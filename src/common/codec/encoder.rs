use crate::common::bit_utils::BitStream;
use crate::common::metadata::{SymbolNumber, Version};

use super::types::{Mode, Segment, PADDING_CODEWORDS};

// Encoder
//------------------------------------------------------------------------------

/// Total bits of `segs` in `ver`, or `None` if any segment cannot be written there.
pub(crate) fn segments_bit_len(segs: &[Segment], ver: Version) -> Option<usize> {
    segs.iter().map(|s| s.bit_len(ver)).sum()
}

/// Writes segments, terminator and padding into a stream holding exactly the
/// data bit capacity of `sn`. Callers check the fit with `segments_bit_len`.
pub(crate) fn encode_segments(segs: &[Segment], sn: SymbolNumber) -> BitStream {
    let ver = sn.version();
    let mut bs = BitStream::new(sn.data_bit_capacity());
    for seg in segs {
        push_segment(seg, ver, &mut bs);
    }
    push_terminator(ver, &mut bs);
    pad_remaining_capacity(&mut bs);
    bs
}

/// Alternative segmentations of `data` tried in order when a single segment in
/// `mode` does not fit. Numeric runs are split off the ends first and, for
/// byte data, alphanumeric runs next. The remainder keeps `mode`.
pub(crate) fn split_segments<'a>(data: &'a [u8], mode: Mode) -> Vec<Vec<Segment<'a>>> {
    let mut res = vec![];
    let run_modes: &[Mode] = match mode {
        Mode::Byte => &[Mode::Numeric, Mode::Alphanumeric],
        _ => &[Mode::Numeric],
    };
    for &run in run_modes.iter().filter(|&&m| m < mode) {
        let lead = data.iter().take_while(|&&b| run.contains(b)).count();
        let trail = data.iter().rev().take_while(|&&b| run.contains(b)).count();
        if lead == data.len() {
            continue;
        }

        let len = data.len();
        let cut = |d: &'a [u8]| Segment { mode: run, data: d };
        let rest = |d: &'a [u8]| Segment { mode, data: d };
        if lead > 0 {
            res.push(vec![cut(&data[..lead]), rest(&data[lead..])]);
        }
        if trail > 0 {
            res.push(vec![rest(&data[..len - trail]), cut(&data[len - trail..])]);
        }
        if lead > 0 && trail > 0 {
            res.push(vec![
                cut(&data[..lead]),
                rest(&data[lead..len - trail]),
                cut(&data[len - trail..]),
            ]);
        }
    }
    res
}


// Writer for encoded data
//------------------------------------------------------------------------------

fn push_segment(seg: &Segment, ver: Version, out: &mut BitStream) {
    push_header(seg, ver, out);
    match seg.mode {
        Mode::Numeric => push_numeric_data(seg.data, out),
        Mode::Alphanumeric => push_alphanumeric_data(seg.data, out),
        Mode::Byte => push_byte_data(seg.data, out),
        Mode::Kanji => unreachable!("Kanji segments are never built"),
    }
}

fn push_header(seg: &Segment, ver: Version, out: &mut BitStream) {
    out.push_bits(seg.mode as u8, ver.mode_bits());
    let len_bits = ver.char_cnt_bits(seg.mode);
    let char_cnt = seg.data.len();
    debug_assert!(
        char_cnt < (1 << len_bits),
        "Char count exceeds bit length: Char count {char_cnt}, Char count bits {len_bits}"
    );
    out.push_bits(char_cnt as u16, len_bits);
}

fn push_numeric_data(data: &[u8], out: &mut BitStream) {
    for chunk in data.chunks(3) {
        let len = Mode::Numeric.encoded_len(chunk.len());
        out.push_bits(Mode::Numeric.encode_chunk(chunk), len);
    }
}

fn push_alphanumeric_data(data: &[u8], out: &mut BitStream) {
    for chunk in data.chunks(2) {
        let len = Mode::Alphanumeric.encoded_len(chunk.len());
        out.push_bits(Mode::Alphanumeric.encode_chunk(chunk), len);
    }
}

fn push_byte_data(data: &[u8], out: &mut BitStream) {
    for &b in data {
        out.push_bits(b, 8);
    }
}

fn push_terminator(ver: Version, out: &mut BitStream) {
    let term_len = std::cmp::min(ver.terminator_bits(), out.capacity() - out.len());
    out.push_bits(0u8, term_len);
}

fn pad_remaining_capacity(out: &mut BitStream) {
    push_padding_bits(out);
    push_padding_codewords(out);
    // Zero nibble closing the last codeword of M1 and M3
    out.push_bits(0u8, out.capacity() - out.len());
}

fn push_padding_bits(out: &mut BitStream) {
    let offset = out.len() & 7;
    if offset > 0 {
        let padding_bits_len = std::cmp::min(8 - offset, out.capacity() - out.len());
        out.push_bits(0u8, padding_bits_len);
    }
}

fn push_padding_codewords(out: &mut BitStream) {
    let remain_byte_capacity = (out.capacity() - out.len()) >> 3;
    PADDING_CODEWORDS.iter().copied().cycle().take(remain_byte_capacity).for_each(|pc| {
        out.push_bits(pc, 8);
    });
}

----

» **Exercise objective**
From the material above, retype precisely the lines between the line holding "let cut = |d: &'a" and the line holding "let len = Mode::Numeric.encoded_len(chunk.len());", inclusive, and nothing beyond them.

» **Written response**
        let cut = |d: &'a [u8]| Segment { mode: run, data: d };
        let rest = |d: &'a [u8]| Segment { mode, data: d };
        if lead > 0 {
            res.push(vec![cut(&data[..lead]), rest(&data[lead..])]);
        }
        if trail > 0 {
            res.push(vec![rest(&data[..len - trail]), cut(&data[len - trail..])]);
        }
        if lead > 0 && trail > 0 {
            res.push(vec![
                cut(&data[..lead]),
                rest(&data[lead..len - trail]),
                cut(&data[len - trail..]),
            ]);
        }
    }
    res
}


// Writer for encoded data
//------------------------------------------------------------------------------

fn push_segment(seg: &Segment, ver: Version, out: &mut BitStream) {
    push_header(seg, ver, out);
    match seg.mode {
        Mode::Numeric => push_numeric_data(seg.data, out),
        Mode::Alphanumeric => push_alphanumeric_data(seg.data, out),
        Mode::Byte => push_byte_data(seg.data, out),
        Mode::Kanji => unreachable!("Kanji segments are never built"),
    }
}

fn push_header(seg: &Segment, ver: Version, out: &mut BitStream) {
    out.push_bits(seg.mode as u8, ver.mode_bits());
    let len_bits = ver.char_cnt_bits(seg.mode);
    let char_cnt = seg.data.len();
    debug_assert!(
        char_cnt < (1 << len_bits),
        "Char count exceeds bit length: Char count {char_cnt}, Char count bits {len_bits}"
    );
    out.push_bits(char_cnt as u16, len_bits);
}

fn push_numeric_data(data: &[u8], out: &mut BitStream) {
    for chunk in data.chunks(3) {
        let len = Mode::Numeric.encoded_len(chunk.len());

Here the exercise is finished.